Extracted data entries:
***

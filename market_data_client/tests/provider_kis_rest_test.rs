#![cfg(test)]
use std::sync::Arc;

use chrono::{Duration, Utc};
use market_data_client::{
    cache::MemoryCache,
    models::request::DailyBarsRequest,
    providers::{DataProvider, kis_rest::provider::KisProvider},
};
use serial_test::serial;

#[tokio::test]
#[serial]
#[ignore]
async fn test_kis_provider_fetch_daily_bars() {
    // This test requires KIS_APP_KEY and KIS_APP_SECRET to be set in the environment.
    dotenvy::dotenv().ok();
    if std::env::var("KIS_APP_KEY").is_err() || std::env::var("KIS_APP_SECRET").is_err() {
        println!("Skipping test_kis_provider_fetch_daily_bars: API keys not set.");
        return;
    }

    let cache = Arc::new(MemoryCache::new());
    let provider = KisProvider::from_env(cache).expect("Failed to create KisProvider");

    let end = Utc::now().date_naive();
    let start = end - Duration::days(30);
    // Samsung Electronics
    let request = DailyBarsRequest::new("005930").with_range(start, end);

    let result = provider.fetch_daily_bars(request).await;
    assert!(
        result.is_ok(),
        "fetch_daily_bars returned an error: {:?}",
        result.err()
    );

    let bars = result.unwrap();
    assert!(!bars.is_empty(), "Expected at least one bar for 005930");

    // Bars come back sorted ascending by date
    if bars.len() > 1 {
        assert!(bars[0].date < bars[bars.len() - 1].date);
    }
    for bar in &bars {
        assert!(bar.high >= bar.low, "high below low on {}", bar.date);
        assert!(bar.volume >= 0.0);
    }
}

#[tokio::test]
#[serial]
#[ignore]
async fn test_kis_provider_fetch_quote() {
    dotenvy::dotenv().ok();
    if std::env::var("KIS_APP_KEY").is_err() || std::env::var("KIS_APP_SECRET").is_err() {
        println!("Skipping test_kis_provider_fetch_quote: API keys not set.");
        return;
    }

    let cache = Arc::new(MemoryCache::new());
    let provider = KisProvider::from_env(cache).expect("Failed to create KisProvider");

    let quote = provider
        .fetch_quote("005930")
        .await
        .expect("fetch_quote failed");
    assert_eq!(quote.ticker, "005930");
    assert!(quote.current_price > 0.0);
}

***

* [TASK GOAL] Would you please repeat exactly the lines above, starting at the line with "test_kis_provider_fetch_daily_bars: API keys" and stopping at the line with "let bars = result.unwrap();", both included?

* [EXERCISE SOLUTION]
        println!("Skipping test_kis_provider_fetch_daily_bars: API keys not set.");
        return;
    }

    let cache = Arc::new(MemoryCache::new());
    let provider = KisProvider::from_env(cache).expect("Failed to create KisProvider");

    let end = Utc::now().date_naive();
    let start = end - Duration::days(30);
    // Samsung Electronics
    let request = DailyBarsRequest::new("005930").with_range(start, end);

    let result = provider.fetch_daily_bars(request).await;
    assert!(
        result.is_ok(),
        "fetch_daily_bars returned an error: {:?}",
        result.err()
    );

    let bars = result.unwrap();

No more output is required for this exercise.